• **TRY IT**
Would you copy all lines in the data that contain the word "last"?

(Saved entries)
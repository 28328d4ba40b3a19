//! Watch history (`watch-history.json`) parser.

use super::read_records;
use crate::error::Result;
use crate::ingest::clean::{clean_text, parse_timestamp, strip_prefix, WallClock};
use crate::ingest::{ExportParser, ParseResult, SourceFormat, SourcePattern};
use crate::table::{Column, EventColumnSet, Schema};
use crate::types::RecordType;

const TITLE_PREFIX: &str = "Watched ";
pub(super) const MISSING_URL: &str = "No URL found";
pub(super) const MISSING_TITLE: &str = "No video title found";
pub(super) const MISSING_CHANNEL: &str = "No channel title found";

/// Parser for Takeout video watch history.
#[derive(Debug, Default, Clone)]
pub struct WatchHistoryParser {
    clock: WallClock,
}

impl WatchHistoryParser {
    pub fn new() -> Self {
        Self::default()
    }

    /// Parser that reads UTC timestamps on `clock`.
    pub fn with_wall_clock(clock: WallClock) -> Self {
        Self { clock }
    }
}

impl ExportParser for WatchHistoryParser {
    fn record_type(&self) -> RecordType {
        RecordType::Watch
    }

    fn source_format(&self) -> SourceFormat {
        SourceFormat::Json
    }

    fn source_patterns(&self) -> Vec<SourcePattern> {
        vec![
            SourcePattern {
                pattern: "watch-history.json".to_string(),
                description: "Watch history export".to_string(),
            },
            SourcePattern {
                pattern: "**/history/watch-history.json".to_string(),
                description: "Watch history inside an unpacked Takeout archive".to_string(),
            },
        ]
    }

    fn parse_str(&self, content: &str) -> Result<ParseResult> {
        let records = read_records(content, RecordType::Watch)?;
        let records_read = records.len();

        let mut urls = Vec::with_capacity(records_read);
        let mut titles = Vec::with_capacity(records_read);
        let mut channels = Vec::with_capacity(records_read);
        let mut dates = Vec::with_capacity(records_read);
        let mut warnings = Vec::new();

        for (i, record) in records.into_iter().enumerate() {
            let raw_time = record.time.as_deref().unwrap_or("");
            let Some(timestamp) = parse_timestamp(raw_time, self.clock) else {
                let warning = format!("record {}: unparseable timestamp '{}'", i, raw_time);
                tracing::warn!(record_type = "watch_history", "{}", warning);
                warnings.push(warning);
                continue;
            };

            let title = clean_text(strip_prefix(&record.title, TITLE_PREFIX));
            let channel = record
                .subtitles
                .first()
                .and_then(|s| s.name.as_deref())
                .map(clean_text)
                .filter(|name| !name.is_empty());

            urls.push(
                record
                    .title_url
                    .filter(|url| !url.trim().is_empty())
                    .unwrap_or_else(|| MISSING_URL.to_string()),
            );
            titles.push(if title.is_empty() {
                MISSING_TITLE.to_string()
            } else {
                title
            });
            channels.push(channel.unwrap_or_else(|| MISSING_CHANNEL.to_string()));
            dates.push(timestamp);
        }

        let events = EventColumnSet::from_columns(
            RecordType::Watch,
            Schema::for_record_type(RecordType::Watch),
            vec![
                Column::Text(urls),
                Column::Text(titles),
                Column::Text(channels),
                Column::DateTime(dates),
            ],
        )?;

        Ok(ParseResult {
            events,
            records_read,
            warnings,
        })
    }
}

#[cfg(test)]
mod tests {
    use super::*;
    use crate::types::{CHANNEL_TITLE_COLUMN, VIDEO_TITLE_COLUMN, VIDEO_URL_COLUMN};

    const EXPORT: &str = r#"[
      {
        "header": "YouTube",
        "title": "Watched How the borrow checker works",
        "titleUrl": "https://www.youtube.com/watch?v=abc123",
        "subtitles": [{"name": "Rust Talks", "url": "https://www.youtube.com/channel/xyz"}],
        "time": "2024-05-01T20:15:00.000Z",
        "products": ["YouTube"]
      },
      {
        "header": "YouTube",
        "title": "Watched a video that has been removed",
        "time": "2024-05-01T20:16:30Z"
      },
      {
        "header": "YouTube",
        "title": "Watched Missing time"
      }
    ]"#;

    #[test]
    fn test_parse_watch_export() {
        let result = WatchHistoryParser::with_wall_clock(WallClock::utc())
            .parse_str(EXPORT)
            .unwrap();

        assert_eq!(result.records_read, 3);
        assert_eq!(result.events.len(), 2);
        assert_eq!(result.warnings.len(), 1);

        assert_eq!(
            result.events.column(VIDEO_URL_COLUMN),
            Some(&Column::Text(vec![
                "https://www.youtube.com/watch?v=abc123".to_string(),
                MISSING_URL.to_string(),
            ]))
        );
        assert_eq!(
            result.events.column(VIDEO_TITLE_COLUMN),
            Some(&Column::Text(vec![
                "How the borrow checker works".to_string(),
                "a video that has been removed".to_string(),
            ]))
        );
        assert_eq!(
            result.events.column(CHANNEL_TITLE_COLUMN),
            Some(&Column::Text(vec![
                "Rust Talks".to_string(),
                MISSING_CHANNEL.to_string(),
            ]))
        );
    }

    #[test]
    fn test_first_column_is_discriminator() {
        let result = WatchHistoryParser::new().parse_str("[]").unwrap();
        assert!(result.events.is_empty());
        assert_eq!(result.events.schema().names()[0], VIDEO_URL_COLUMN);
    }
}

...

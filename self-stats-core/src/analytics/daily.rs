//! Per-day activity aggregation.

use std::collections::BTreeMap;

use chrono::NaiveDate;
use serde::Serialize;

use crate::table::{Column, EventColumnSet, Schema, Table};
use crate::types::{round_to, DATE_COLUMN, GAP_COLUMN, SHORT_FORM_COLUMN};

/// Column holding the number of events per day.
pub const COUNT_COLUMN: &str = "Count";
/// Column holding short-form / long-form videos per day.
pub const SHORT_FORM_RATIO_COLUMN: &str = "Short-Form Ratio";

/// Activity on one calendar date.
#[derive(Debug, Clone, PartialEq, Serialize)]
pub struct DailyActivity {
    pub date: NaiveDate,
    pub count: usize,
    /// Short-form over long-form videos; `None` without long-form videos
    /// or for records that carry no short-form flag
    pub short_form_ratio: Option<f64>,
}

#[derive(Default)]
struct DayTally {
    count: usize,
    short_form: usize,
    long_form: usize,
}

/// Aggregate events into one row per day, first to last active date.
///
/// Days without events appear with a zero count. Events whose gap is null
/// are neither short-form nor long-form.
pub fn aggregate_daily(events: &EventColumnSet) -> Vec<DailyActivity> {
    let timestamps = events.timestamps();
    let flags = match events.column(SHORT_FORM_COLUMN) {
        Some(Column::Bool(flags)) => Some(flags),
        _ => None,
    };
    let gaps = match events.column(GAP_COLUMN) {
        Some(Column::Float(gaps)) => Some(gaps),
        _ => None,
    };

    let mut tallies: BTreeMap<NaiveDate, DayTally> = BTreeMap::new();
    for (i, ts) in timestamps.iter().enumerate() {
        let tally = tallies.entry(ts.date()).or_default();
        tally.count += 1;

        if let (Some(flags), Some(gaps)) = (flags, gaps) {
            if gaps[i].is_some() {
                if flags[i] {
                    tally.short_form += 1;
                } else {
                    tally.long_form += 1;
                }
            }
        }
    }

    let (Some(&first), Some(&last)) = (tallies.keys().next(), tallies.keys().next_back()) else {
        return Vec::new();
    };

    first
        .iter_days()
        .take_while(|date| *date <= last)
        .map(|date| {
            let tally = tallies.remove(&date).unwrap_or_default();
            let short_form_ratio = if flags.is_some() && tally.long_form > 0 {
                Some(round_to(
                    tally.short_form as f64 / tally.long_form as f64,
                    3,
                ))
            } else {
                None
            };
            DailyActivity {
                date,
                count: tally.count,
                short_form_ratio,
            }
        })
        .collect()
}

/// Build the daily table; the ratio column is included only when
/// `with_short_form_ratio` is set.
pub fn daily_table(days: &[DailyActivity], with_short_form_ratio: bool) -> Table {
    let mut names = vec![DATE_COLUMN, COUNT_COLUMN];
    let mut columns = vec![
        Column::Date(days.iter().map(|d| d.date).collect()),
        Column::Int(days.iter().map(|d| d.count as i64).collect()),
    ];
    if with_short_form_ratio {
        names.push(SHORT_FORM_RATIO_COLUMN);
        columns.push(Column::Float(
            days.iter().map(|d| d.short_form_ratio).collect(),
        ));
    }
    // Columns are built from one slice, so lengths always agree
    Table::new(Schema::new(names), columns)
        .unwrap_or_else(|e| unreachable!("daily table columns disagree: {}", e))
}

• **ANSWER TO THIS EXERCISE**
/// Aggregate events into one row per day, first to last active date.
    let (Some(&first), Some(&last)) = (tallies.keys().next(), tallies.keys().next_back()) else {
        .take_while(|date| *date <= last)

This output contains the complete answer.